From the said provisions of law, it is evident that super tax is chargeable against every person without any distinction of residential status as specified in section 80 of the Ordinance, LTU Lahore interpreted the law.
For the purpose of levy of super tax, the expression “income” of a person has specifically been defined in sub-section (2) of section 4B of the Ordinance in the following words:
“(2) For the purposes of this section, – income shall be the sum of the following:-
(i) profit on debt, dividend, capital gains, brokerage and commission;
(ii) taxable income (other than brought forward depreciation and brought forward business losses) under section (9) of this Ordinance, if not included in clause (i);
(iii) imputable income as defined in clause (28A) of section 2 excluding amounts specified in clause (i); and
(iv) income computed under Fourth, Fifth, Seventh and Eighth Schedules.
It thus follows that dividend is an integral part of income for the purpose of levy of super tax.
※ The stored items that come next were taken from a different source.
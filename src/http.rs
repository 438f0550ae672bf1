use {
    super::*,
    axum::{
        Json, Router,
        extract::{Query, State},
        http::StatusCode,
        response::{IntoResponse, Response},
        routing::get,
    },
    regex::Regex,
};

const DEFAULT_REWARDS_LIMIT: usize = 400;
const MAX_REWARDS_LIMIT: usize = 2000;

/// Worker tag planted in the coinbase payload via the template extra data.
static WORKER_TAG_REGEX: LazyLock<Regex> = LazyLock::new(|| {
    Regex::new(r"(?i)\b(?:as|by)\s+worker\s+([A-Za-z0-9._-]{1,32})").unwrap()
});

pub(crate) fn health_router(node: Arc<dyn NodeClient>) -> Router {
    Router::new()
        .route("/readyz", get(|| async { StatusCode::OK }))
        .route("/miner/rewards", get(miner_rewards))
        .with_state(node)
}

pub(crate) fn metrics_router(stats: Arc<StatsRegistry>) -> Router {
    Router::new()
        .route(
            "/metrics",
            get(|State(stats): State<Arc<StatsRegistry>>| async move { stats.render_metrics() }),
        )
        .with_state(stats)
}

pub(crate) async fn serve(router: Router, addr: String, cancel: CancellationToken) {
    let listener = match TcpListener::bind(&addr).await {
        Ok(listener) => listener,
        Err(err) => {
            error!("failed to bind http listener on {addr}: {err}");
            return;
        }
    };

    if let Err(err) = axum::serve(listener, router)
        .with_graceful_shutdown(cancel.cancelled_owned())
        .await
    {
        error!("http server on {addr} failed: {err}");
    }
}

/// One mined-and-paid record: a mergeset blue we mined, attributed from a
/// chain block whose coinbase paid the queried address.
#[derive(Debug, Clone, PartialEq, Serialize)]
#[serde(rename_all = "camelCase")]
pub struct RewardsRow {
    pub mined_blue_hash: String,
    pub worker: String,
    pub reward_atoms: u64,
    pub paid_by_block_hash: String,
    pub paid_blue_score: u64,
    #[serde(rename = "paidAt")]
    pub paid_at_ms: u64,
}

#[derive(Debug, Deserialize)]
pub(crate) struct RewardsQuery {
    address: String,
    limit: Option<usize>,
    #[serde(rename = "startHash")]
    start_hash: Option<String>,
    worker: Option<String>,
}

async fn miner_rewards(
    State(node): State<Arc<dyn NodeClient>>,
    Query(query): Query<RewardsQuery>,
) -> Response {
    // A panic in here must become a 500, never a dead bridge.
    let result = std::panic::AssertUnwindSafe(rewards(node, query))
        .catch_unwind()
        .await;

    match result {
        Ok(Ok(rows)) => Json(rows).into_response(),
        Ok(Err(err)) => {
            error!("rewards query failed: {err}");
            (StatusCode::BAD_GATEWAY, "failed to fetch chain blocks").into_response()
        }
        Err(_panic) => {
            error!("panic in /miner/rewards");
            (StatusCode::INTERNAL_SERVER_ERROR, "internal error").into_response()
        }
    }
}

async fn rewards(node: Arc<dyn NodeClient>, query: RewardsQuery) -> Result<Vec<RewardsRow>> {
    let address = query.address.trim();
    ensure!(!address.is_empty(), "missing required query parameter: address");

    let limit = query
        .limit
        .unwrap_or(DEFAULT_REWARDS_LIMIT)
        .clamp(1, MAX_REWARDS_LIMIT);

    let start_hash = query.start_hash.as_deref().unwrap_or("").trim();
    let worker_filter = query.worker.as_deref().unwrap_or("").trim();

    let blocks = fetch_chain_blocks(&node, start_hash, limit).await?;

    let mut rows = Vec::new();
    for block in &blocks {
        match process_paying_block(&node, block, address, worker_filter).await {
            Ok(mut block_rows) => rows.append(&mut block_rows),
            Err(err) => {
                // One bad block must not kill the whole response.
                warn!("skipping paying block: {err}");
            }
        }
    }

    Ok(rows)
}

/// Walk the selected-parent chain newest-first from the DAG tip, stopping at
/// `start_hash` (the caller's cursor) or after `limit` blocks.
async fn fetch_chain_blocks(
    node: &Arc<dyn NodeClient>,
    start_hash: &str,
    limit: usize,
) -> Result<Vec<RpcBlock>> {
    let dag = node.get_dag_info().await?;
    let Some(tip) = dag.tip_hashes.first() else {
        bail!("no tip hashes");
    };

    let mut current = tip.clone();
    let mut blocks = Vec::new();

    while blocks.len() < limit {
        let Ok(block) = node.get_block(&current, true).await else {
            break;
        };

        let Some(verbose) = block.verbose_data.clone() else {
            break;
        };

        if !start_hash.is_empty() && verbose.hash == start_hash {
            break;
        }

        let parent = verbose.selected_parent_hash.clone();
        blocks.push(block);

        if parent.len() != 64 {
            break;
        }
        current = parent;
    }

    Ok(blocks)
}

async fn process_paying_block(
    node: &Arc<dyn NodeClient>,
    block: &RpcBlock,
    address: &str,
    worker_filter: &str,
) -> Result<Vec<RewardsRow>> {
    let Some(verbose) = &block.verbose_data else {
        return Ok(Vec::new());
    };

    if !verbose.is_chain_block {
        return Ok(Vec::new());
    }

    let amount = coinbase_sum_to_address(block, address);
    if amount == 0 {
        return Ok(Vec::new());
    }

    let mined = find_mined_blues(node, &verbose.merge_set_blues_hashes).await;
    if mined.is_empty() {
        // No mergeset blue carries our worker tag; attribution would be a
        // guess, so skip silently.
        return Ok(Vec::new());
    }

    Ok(split_rewards(
        amount,
        &mined,
        worker_filter,
        &verbose.hash,
        verbose.blue_score,
        block.header.timestamp,
    ))
}

#[derive(Debug, Clone, PartialEq)]
pub struct MinedBlue {
    pub hash: String,
    pub worker: String,
}

/// Fetch each mergeset blue and keep those with a worker tag in the
/// coinbase payload.
async fn find_mined_blues(node: &Arc<dyn NodeClient>, hashes: &[String]) -> Vec<MinedBlue> {
    let mut mined = Vec::new();

    for hash in hashes {
        if hash.len() != 64 {
            continue;
        }

        let Ok(block) = node.get_block(hash, true).await else {
            continue;
        };

        let Some(worker) = block.coinbase().and_then(|cb| extract_worker_tag(&cb.payload))
        else {
            continue;
        };

        mined.push(MinedBlue {
            hash: hash.clone(),
            worker,
        });
    }

    mined
}

/// Split a paying block's reward evenly across our mined blues. The
/// remainder goes to the first row that survives the worker filter, keeping
/// totals exact.
pub fn split_rewards(
    amount: u64,
    mined: &[MinedBlue],
    worker_filter: &str,
    paying_hash: &str,
    paid_blue_score: u64,
    paid_at_ms: u64,
) -> Vec<RewardsRow> {
    if mined.is_empty() {
        return Vec::new();
    }

    let portion = amount / mined.len() as u64;
    let remainder = amount % mined.len() as u64;

    let filter = sanitize_worker_id(worker_filter);
    let mut remainder_assigned = false;
    let mut rows = Vec::new();

    for blue in mined {
        if !filter.is_empty() && sanitize_worker_id(&blue.worker) != filter {
            continue;
        }

        let mut atoms = portion;
        if !remainder_assigned {
            atoms += remainder;
            remainder_assigned = true;
        }

        rows.push(RewardsRow {
            mined_blue_hash: blue.hash.clone(),
            worker: blue.worker.clone(),
            reward_atoms: atoms,
            paid_by_block_hash: paying_hash.to_string(),
            paid_blue_score,
            paid_at_ms,
        });
    }

    rows
}

/// Sum the coinbase outputs paying `address`, prefix-insensitively.
fn coinbase_sum_to_address(block: &RpcBlock, address: &str) -> u64 {
    let Some(coinbase) = block.coinbase() else {
        return 0;
    };

    let wanted = strip_address_prefix(address).to_lowercase();

    coinbase
        .outputs
        .iter()
        .filter(|output| {
            strip_address_prefix(&output.script_public_key_address).to_lowercase() == wanted
        })
        .map(|output| output.amount)
        .sum()
}

fn strip_address_prefix(address: &str) -> &str {
    address
        .strip_prefix("hoosat:")
        .or_else(|| address.strip_prefix("hoosattest:"))
        .unwrap_or(address)
}

/// Pull the worker name out of a coinbase payload, which may be hex-encoded
/// or raw bytes.
pub fn extract_worker_tag(payload: &str) -> Option<String> {
    if payload.is_empty() {
        return None;
    }

    let raw = if payload.len() % 2 == 0 && payload.chars().all(|c| c.is_ascii_hexdigit()) {
        hex::decode(payload).unwrap_or_else(|_| payload.as_bytes().to_vec())
    } else {
        payload.as_bytes().to_vec()
    };

    let text: String = String::from_utf8_lossy(&raw)
        .chars()
        .map(|c| match c {
            '\n' | '\r' | '\t' => ' ',
            c if (c as u32) < 32 => '.',
            c => c,
        })
        .collect();

    WORKER_TAG_REGEX
        .captures(&text)
        .map(|captures| captures[1].to_string())
}

/// Normalize worker names for comparison: keep `[A-Za-z0-9._-]`, spaces
/// become underscores, lowercase, 32 chars max.
fn sanitize_worker_id(worker: &str) -> String {
    worker
        .trim()
        .chars()
        .map(|c| if c == ' ' { '_' } else { c })
        .filter(|c| c.is_ascii_alphanumeric() || matches!(c, '.' | '_' | '-'))
        .take(32)
        .collect::<String>()
        .to_lowercase()
}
Since the dividend income as declared by the taxpayer exceeds the threshold of Rs 500 (m), the taxpayer company is apparently liable to pay Super Tax @ 3 percent of the gross dividend which works out at Rs 157,500,000, the LTU Lahore said.
The issue has also been examined in the light of the DTA. As per clause 3(a) of Article 2 of the DTA, the Convention shall apply to the following taxes on income imposed on behalf of one of the states:
“3. The existing taxes to which the Convention shall apply are in particular:
(a) in the case of the Netherlands:
-de inkomstenbelasting (income tax),
-de loonbelasting (wages tax),
-de vennootschapsbelasting (company tax),
-de dividendbelasting (dividend tax)
(hereinafter referred to as “Netherlands tax”);
(b) in the case of Pakistan:
-the income tax,
-the super tax,
(hereinafter referred to as “Pakistan tax”)
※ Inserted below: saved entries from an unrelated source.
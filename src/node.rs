use super::*;

/// In-flight RPCs are abandoned with `Transient` when the node connection
/// drops; the transport reconnects with this backoff schedule.
const BACKOFF_BASE: Duration = Duration::from_millis(500);
const BACKOFF_CAP: Duration = Duration::from_secs(30);
const BACKOFF_JITTER_MS: u64 = 250;

/// Block submissions that outlive this deadline are reported as lost.
pub const SUBMIT_TIMEOUT: Duration = Duration::from_secs(5);

#[derive(Debug, Clone, PartialEq)]
pub enum SubmitOutcome {
    Accepted,
    /// The node already knew the block. Callers treat this as stale.
    DuplicateBlock,
    InvalidPow,
    Other(String),
}

#[derive(Debug, Clone)]
pub enum RpcError {
    /// Connection blip; retry after backoff.
    Transient(String),
    /// The node processed the call and rejected it.
    Node(String),
    /// Unrecoverable; surfaced to the supervisor.
    Fatal(String),
}

impl Display for RpcError {
    fn fmt(&self, f: &mut Formatter<'_>) -> fmt::Result {
        match self {
            RpcError::Transient(message) => write!(f, "transient node error: {message}"),
            RpcError::Node(message) => write!(f, "node error: {message}"),
            RpcError::Fatal(message) => write!(f, "fatal node error: {message}"),
        }
    }
}

impl std::error::Error for RpcError {}

#[derive(Debug, Clone, Deserialize)]
#[serde(rename_all = "camelCase")]
pub struct TemplateResponse {
    pub block: RpcBlock,
    pub is_synced: bool,
}

/// Facade over the node RPC. The bridge core only touches this surface, so
/// the transport behind it is swappable and tests run against mocks.
#[async_trait]
pub trait NodeClient: Send + Sync {
    async fn get_block_template(
        &self,
        payout_address: &str,
        extra_data: &str,
    ) -> Result<TemplateResponse, RpcError>;

    async fn submit_block(&self, block: RpcBlock, pow_hash: &str)
    -> Result<SubmitOutcome, RpcError>;

    async fn get_dag_info(&self) -> Result<DagInfo, RpcError>;

    async fn get_block(
        &self,
        hash: &str,
        include_transactions: bool,
    ) -> Result<RpcBlock, RpcError>;

    /// New-block push notifications. Missed notifications are tolerated;
    /// the dispatcher polls on `block_wait_time` as a fallback.
    fn block_added(&self) -> broadcast::Receiver<()>;
}

/// Line-delimited JSON-RPC transport to the node endpoint.
pub struct RpcNodeClient {
    commands: mpsc::Sender<Command>,
    block_added: broadcast::Sender<()>,
}

struct Command {
    method: &'static str,
    params: Value,
    reply: oneshot::Sender<Result<Value, RpcError>>,
}

impl RpcNodeClient {
    pub fn spawn(endpoint: String, cancel: CancellationToken) -> Arc<Self> {
        let (commands, command_rx) = mpsc::channel(64);
        let (block_added, _) = broadcast::channel(16);

        tokio::spawn(io_task(endpoint, command_rx, block_added.clone(), cancel));

        Arc::new(Self {
            commands,
            block_added,
        })
    }

    async fn call(&self, method: &'static str, params: Value) -> Result<Value, RpcError> {
        let (reply, response) = oneshot::channel();

        self.commands
            .send(Command {
                method,
                params,
                reply,
            })
            .await
            .map_err(|_| RpcError::Fatal("node client is shut down".into()))?;

        response
            .await
            .map_err(|_| RpcError::Transient("node connection dropped".into()))?
    }
}

#[async_trait]
impl NodeClient for RpcNodeClient {
    async fn get_block_template(
        &self,
        payout_address: &str,
        extra_data: &str,
    ) -> Result<TemplateResponse, RpcError> {
        let result = self
            .call(
                "getBlockTemplate",
                json!({ "payAddress": payout_address, "extraData": extra_data }),
            )
            .await?;

        serde_json::from_value(result)
            .map_err(|err| RpcError::Node(format!("malformed template response: {err}")))
    }

    async fn submit_block(
        &self,
        block: RpcBlock,
        pow_hash: &str,
    ) -> Result<SubmitOutcome, RpcError> {
        let result = self
            .call(
                "submitBlock",
                json!({ "block": block, "powHash": pow_hash }),
            )
            .await;

        match result {
            Ok(_) => Ok(SubmitOutcome::Accepted),
            Err(RpcError::Node(message)) if message.contains("ErrDuplicateBlock") => {
                Ok(SubmitOutcome::DuplicateBlock)
            }
            Err(RpcError::Node(message)) if message.contains("ErrInvalidPoW") => {
                Ok(SubmitOutcome::InvalidPow)
            }
            Err(RpcError::Node(message)) => Ok(SubmitOutcome::Other(message)),
            Err(err) => Err(err),
        }
    }

    async fn get_dag_info(&self) -> Result<DagInfo, RpcError> {
        let result = self.call("getBlockDagInfo", json!({})).await?;
        serde_json::from_value(result)
            .map_err(|err| RpcError::Node(format!("malformed dag info: {err}")))
    }

    async fn get_block(
        &self,
        hash: &str,
        include_transactions: bool,
    ) -> Result<RpcBlock, RpcError> {
        let result = self
            .call(
                "getBlock",
                json!({ "hash": hash, "includeTransactions": include_transactions }),
            )
            .await?;

        serde_json::from_value(result)
            .map_err(|err| RpcError::Node(format!("malformed block response: {err}")))
    }

    fn block_added(&self) -> broadcast::Receiver<()> {
        self.block_added.subscribe()
    }
}

async fn io_task(
    endpoint: String,
    mut commands: mpsc::Receiver<Command>,
    block_added: broadcast::Sender<()>,
    cancel: CancellationToken,
) {
    let mut attempt = 0u32;

    loop {
        if cancel.is_cancelled() {
            return;
        }

        let stream = tokio::select! {
            _ = cancel.cancelled() => return,
            stream = tokio::net::TcpStream::connect(&endpoint) => stream,
        };

        let stream = match stream {
            Ok(stream) => stream,
            Err(err) => {
                let delay = backoff_delay(attempt);
                warn!("node connect to {endpoint} failed: {err}; retrying in {delay:?}");
                attempt += 1;
                tokio::select! {
                    _ = cancel.cancelled() => return,
                    _ = sleep(delay) => continue,
                }
            }
        };

        info!("Connected to node at {endpoint}");
        attempt = 0;

        let (reader, writer) = stream.into_split();
        let mut reader = FramedRead::new(reader, LinesCodec::new_with_max_length(MAX_MESSAGE_SIZE));
        let mut writer = FramedWrite::new(writer, LinesCodec::new());

        let mut pending: HashMap<u64, oneshot::Sender<Result<Value, RpcError>>> = HashMap::new();
        let mut next_id = 0u64;

        let disconnect_reason = 'session: loop {
            tokio::select! {
                _ = cancel.cancelled() => return,

                command = commands.recv() => {
                    let Some(command) = command else { return };

                    next_id += 1;
                    let frame = serde_json::to_string(&json!({
                        "id": next_id,
                        "method": command.method,
                        "params": command.params,
                    }))
                    .expect("rpc request is serializable");

                    if let Err(err) = writer.send(frame).await {
                        let _ = command
                            .reply
                            .send(Err(RpcError::Transient(format!("node write failed: {err}"))));
                        break 'session format!("write failed: {err}");
                    }

                    pending.insert(next_id, command.reply);
                }

                frame = reader.next() => {
                    match frame {
                        Some(Ok(line)) => {
                            if let Err(err) = route_frame(&line, &mut pending, &block_added) {
                                warn!("ignoring node frame: {err}");
                            }
                        }
                        Some(Err(err)) => break 'session format!("read failed: {err}"),
                        None => break 'session "node closed the connection".into(),
                    }
                }
            }
        };

        warn!("node connection lost: {disconnect_reason}");

        for (_, reply) in pending.drain() {
            let _ = reply.send(Err(RpcError::Transient(disconnect_reason.clone())));
        }
    }
}

fn route_frame(
    line: &str,
    pending: &mut HashMap<u64, oneshot::Sender<Result<Value, RpcError>>>,
    block_added: &broadcast::Sender<()>,
) -> Result {
    let message = serde_json::from_str::<Message>(line)?;

    match message {
        Message::Response { id, result, error } => {
            let Id::Number(id) = id else {
                bail!("response with non-numeric id {id}");
            };

            let Some(reply) = pending.remove(&id) else {
                bail!("response for unknown request {id}");
            };

            let outcome = match error {
                Some(error) => Err(RpcError::Node(error.to_string())),
                None => Ok(result.unwrap_or(Value::Null)),
            };

            let _ = reply.send(outcome);
            Ok(())
        }
        Message::Notification { method, .. } if method == "blockAdded" => {
            let _ = block_added.send(());
            Ok(())
        }
        Message::Notification { method, .. } => bail!("unknown notification {method}"),
        Message::Request { method, .. } => bail!("unexpected request {method} from node"),
    }
}

fn backoff_delay(attempt: u32) -> Duration {
    let exponential = BACKOFF_BASE
        .saturating_mul(1u32 << attempt.min(6))
        .min(BACKOFF_CAP);
    let jitter = Duration::from_millis(rand::random_range(0..BACKOFF_JITTER_MS));
    exponential + jitter
}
7. Article 10 of the Treaty provides chargeability of dividend income in the following words:
Dividends: 1. Dividends paid by a company which is a resident of one of the States to a resident of the other State may be taxed in that other State.
2. However, such dividends may also be taxed in the State of which the company paying the dividends is a resident and according to the laws of that State, but if the recipient is the beneficial owner of the dividends the tax so charged shall not exceed:
(a) 10 percent of the gross amount of the dividends if the beneficial owner is a company (other than a partnership) which holds directly at least 25 percent of the capital of the company paying the dividends;
(b) 20 percent of the gross amount of the dividends in all other cases.
3. The provisions of paragraph 2 shall not affect the taxation of the company in respect of the profits out of which the dividends are paid.”
8. Further as per Final Protocol of the DTA the following provisions shall form part of the DTA:
IV Ad Article 10: The provisions of paragraph 2(a) of Article 10 shall not apply if the company which is a resident of the Netherlands suffers Netherlands company tax on the dividends which it receives from the company which is a resident of Pakistan. In such a case, the provisions of paragraph 2(b) of Article 10 shall apply.
The LTU Lahore said that in this case the taxpayer company has offered dividend income for tax @ 10 percent as per clause 2(a) above as it holds more than 99% shares of Pakistani company (resident beverage company). However, if it is held that paragraph 2(b) of Article 10 of the DTA is applicable in this case instead of paragraph 2(a), we can easily charge the super tax.
Guidance of the Board is solicited whether super tax under Section 4B of the Income Tax Ordinance, 2001 be imposed on “income” in addition to tax @ 10 percent against “dividend” alone offered by the non-resident company as per the DTA, LTU Lahore added.